▶ EXERCISE
Sift through the material below and return the lines with "fees".

▶

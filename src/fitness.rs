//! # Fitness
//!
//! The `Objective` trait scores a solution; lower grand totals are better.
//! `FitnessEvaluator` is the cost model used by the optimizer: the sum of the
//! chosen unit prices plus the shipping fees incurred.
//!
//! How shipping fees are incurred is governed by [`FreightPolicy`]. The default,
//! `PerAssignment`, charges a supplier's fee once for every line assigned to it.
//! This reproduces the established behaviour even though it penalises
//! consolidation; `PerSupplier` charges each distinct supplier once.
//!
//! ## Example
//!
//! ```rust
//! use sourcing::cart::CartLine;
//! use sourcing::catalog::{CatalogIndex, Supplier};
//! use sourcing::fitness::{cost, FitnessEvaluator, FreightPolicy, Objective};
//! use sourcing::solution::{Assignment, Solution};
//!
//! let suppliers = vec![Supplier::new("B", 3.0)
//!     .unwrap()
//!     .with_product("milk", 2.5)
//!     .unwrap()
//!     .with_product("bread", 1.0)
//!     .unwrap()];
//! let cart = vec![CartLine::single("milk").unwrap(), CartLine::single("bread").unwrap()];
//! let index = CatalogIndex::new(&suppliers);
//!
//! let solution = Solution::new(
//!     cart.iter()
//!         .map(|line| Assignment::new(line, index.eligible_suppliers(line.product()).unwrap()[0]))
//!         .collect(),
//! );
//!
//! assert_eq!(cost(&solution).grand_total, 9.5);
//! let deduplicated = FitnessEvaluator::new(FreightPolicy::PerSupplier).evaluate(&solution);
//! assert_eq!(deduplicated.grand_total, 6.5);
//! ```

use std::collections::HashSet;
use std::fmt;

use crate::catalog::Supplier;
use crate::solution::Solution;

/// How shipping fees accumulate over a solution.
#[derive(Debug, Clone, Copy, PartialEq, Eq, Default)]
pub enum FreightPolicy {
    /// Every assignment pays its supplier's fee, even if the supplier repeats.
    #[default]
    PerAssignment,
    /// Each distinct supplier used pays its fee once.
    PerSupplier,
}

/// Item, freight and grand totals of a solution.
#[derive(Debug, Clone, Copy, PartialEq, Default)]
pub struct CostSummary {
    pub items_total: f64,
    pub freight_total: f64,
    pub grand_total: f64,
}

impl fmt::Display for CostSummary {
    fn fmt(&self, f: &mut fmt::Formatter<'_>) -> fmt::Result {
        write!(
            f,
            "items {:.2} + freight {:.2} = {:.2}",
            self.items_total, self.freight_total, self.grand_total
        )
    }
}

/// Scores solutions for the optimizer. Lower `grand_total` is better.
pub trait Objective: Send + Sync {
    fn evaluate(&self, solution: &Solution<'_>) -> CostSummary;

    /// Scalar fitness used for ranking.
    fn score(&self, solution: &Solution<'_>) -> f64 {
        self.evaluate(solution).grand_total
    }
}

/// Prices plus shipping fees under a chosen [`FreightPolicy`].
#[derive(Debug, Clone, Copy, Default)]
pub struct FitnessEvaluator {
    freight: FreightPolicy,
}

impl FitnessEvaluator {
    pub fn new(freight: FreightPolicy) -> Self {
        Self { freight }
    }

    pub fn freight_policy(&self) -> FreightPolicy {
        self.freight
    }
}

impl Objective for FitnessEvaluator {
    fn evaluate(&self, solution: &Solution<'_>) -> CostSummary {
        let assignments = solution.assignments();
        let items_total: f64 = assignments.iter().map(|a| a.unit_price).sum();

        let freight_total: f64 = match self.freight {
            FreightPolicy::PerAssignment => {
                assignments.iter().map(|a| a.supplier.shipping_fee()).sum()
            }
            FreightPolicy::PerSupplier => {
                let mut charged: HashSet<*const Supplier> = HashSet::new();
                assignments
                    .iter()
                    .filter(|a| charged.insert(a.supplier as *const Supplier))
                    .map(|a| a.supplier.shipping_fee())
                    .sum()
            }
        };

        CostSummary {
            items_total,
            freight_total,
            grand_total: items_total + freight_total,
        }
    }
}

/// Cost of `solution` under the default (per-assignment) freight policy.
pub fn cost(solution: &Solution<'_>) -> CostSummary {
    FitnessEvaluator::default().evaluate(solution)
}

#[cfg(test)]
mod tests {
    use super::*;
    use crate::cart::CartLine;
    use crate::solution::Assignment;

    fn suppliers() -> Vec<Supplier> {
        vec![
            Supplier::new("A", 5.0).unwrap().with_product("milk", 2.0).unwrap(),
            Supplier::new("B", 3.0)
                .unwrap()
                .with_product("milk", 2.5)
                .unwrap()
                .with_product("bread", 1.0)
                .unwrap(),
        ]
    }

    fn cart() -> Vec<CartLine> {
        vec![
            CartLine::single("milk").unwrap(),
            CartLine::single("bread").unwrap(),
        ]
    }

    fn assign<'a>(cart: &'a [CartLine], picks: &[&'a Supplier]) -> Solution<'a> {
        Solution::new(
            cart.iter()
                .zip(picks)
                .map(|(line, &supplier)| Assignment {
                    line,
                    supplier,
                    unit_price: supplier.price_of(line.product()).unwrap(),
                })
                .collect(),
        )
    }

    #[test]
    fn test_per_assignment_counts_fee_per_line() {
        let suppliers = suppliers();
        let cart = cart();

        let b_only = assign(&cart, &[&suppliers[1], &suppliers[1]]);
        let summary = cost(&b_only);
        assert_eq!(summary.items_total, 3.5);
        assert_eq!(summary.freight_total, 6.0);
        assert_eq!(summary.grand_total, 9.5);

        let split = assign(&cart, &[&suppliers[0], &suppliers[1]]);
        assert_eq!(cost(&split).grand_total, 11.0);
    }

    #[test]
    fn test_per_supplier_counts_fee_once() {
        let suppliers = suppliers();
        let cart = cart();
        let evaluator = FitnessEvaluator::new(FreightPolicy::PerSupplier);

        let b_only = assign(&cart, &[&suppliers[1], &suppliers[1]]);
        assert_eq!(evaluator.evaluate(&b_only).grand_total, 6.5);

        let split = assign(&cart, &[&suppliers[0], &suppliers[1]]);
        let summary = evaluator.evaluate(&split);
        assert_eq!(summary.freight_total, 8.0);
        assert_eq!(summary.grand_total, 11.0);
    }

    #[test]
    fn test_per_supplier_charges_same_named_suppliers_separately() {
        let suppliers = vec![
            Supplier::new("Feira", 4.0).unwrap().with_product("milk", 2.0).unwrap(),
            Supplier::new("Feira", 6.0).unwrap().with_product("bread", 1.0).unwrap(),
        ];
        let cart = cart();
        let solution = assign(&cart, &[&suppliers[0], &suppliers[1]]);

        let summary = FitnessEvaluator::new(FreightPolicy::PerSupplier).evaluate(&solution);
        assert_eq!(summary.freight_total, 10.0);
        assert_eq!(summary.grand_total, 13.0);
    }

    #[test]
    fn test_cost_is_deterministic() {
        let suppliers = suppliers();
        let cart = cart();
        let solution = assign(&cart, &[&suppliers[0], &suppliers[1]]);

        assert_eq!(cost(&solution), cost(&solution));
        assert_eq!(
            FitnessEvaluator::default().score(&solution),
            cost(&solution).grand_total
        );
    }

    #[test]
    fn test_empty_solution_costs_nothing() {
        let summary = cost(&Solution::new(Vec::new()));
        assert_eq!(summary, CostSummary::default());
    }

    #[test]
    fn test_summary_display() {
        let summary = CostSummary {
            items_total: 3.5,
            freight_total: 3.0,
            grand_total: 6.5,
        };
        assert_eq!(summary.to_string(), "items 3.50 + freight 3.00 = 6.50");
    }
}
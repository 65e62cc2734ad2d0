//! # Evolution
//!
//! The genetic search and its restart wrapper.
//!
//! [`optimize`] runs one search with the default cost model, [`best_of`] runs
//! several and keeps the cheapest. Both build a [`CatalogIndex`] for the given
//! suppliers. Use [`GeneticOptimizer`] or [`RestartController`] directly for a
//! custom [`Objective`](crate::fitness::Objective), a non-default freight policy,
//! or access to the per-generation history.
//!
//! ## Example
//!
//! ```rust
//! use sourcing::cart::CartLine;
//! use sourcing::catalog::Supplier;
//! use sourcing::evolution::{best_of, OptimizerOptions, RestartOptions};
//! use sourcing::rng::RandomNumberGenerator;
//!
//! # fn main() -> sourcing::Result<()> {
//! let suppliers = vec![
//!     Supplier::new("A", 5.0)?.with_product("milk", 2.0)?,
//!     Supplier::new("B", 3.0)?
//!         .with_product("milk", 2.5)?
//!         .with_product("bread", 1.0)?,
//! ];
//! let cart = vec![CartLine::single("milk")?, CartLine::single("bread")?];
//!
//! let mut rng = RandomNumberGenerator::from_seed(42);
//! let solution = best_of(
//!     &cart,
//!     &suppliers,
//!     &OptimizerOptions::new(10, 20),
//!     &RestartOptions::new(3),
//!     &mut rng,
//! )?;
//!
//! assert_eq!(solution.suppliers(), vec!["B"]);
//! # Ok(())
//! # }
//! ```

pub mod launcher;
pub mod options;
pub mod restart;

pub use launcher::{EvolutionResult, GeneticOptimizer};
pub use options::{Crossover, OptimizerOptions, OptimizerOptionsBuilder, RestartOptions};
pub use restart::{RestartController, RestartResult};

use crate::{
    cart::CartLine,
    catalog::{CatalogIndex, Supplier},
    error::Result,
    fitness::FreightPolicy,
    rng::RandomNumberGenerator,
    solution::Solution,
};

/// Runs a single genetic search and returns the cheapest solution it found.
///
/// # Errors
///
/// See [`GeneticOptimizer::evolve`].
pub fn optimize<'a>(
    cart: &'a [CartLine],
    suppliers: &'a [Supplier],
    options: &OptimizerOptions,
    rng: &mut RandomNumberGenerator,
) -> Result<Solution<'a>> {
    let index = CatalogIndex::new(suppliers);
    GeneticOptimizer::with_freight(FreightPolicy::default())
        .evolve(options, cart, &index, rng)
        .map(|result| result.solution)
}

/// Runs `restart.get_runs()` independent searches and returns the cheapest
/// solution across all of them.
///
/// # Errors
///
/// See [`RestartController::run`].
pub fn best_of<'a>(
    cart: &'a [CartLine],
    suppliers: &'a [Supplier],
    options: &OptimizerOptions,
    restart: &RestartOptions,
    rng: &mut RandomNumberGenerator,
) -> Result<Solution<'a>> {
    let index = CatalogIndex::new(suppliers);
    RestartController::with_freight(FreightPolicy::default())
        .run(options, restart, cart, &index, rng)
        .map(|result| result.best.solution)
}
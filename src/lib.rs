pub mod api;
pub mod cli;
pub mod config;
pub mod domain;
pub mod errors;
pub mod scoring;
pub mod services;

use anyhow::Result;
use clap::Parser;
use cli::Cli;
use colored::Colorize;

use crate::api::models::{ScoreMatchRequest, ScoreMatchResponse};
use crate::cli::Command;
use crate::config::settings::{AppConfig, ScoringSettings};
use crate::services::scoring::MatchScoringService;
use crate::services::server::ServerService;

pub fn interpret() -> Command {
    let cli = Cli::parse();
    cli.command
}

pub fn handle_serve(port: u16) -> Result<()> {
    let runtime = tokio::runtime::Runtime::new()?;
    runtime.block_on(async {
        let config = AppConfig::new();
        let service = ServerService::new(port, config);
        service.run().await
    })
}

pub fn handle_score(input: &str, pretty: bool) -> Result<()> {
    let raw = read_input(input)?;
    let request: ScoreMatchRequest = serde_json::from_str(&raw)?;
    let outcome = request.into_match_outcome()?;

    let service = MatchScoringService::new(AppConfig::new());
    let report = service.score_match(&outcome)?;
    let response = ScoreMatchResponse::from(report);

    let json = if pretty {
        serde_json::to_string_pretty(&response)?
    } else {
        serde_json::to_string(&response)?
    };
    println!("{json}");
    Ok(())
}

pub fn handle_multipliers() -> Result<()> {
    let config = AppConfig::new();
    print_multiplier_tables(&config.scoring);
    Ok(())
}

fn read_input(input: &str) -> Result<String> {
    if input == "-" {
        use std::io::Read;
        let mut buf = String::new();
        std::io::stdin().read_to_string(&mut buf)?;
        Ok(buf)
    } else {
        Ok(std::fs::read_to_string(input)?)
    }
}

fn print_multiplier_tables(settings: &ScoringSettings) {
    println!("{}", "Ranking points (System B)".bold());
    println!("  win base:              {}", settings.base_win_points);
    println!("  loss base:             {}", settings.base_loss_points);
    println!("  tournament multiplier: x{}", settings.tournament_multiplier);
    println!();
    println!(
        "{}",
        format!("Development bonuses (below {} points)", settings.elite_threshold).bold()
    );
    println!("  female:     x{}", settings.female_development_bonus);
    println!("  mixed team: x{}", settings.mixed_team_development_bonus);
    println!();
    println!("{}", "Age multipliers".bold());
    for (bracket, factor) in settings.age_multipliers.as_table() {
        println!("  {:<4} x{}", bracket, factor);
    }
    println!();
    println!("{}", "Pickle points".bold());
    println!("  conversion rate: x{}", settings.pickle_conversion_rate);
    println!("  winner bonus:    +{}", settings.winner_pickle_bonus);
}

◀

▶ SOLUTION TO THIS TASK
//! chosen unit prices plus the shipping fees incurred.
//! How shipping fees are incurred is governed by [`FreightPolicy`]. The default,
/// How shipping fees accumulate over a solution.
/// Prices plus shipping fees under a chosen [`FreightPolicy`].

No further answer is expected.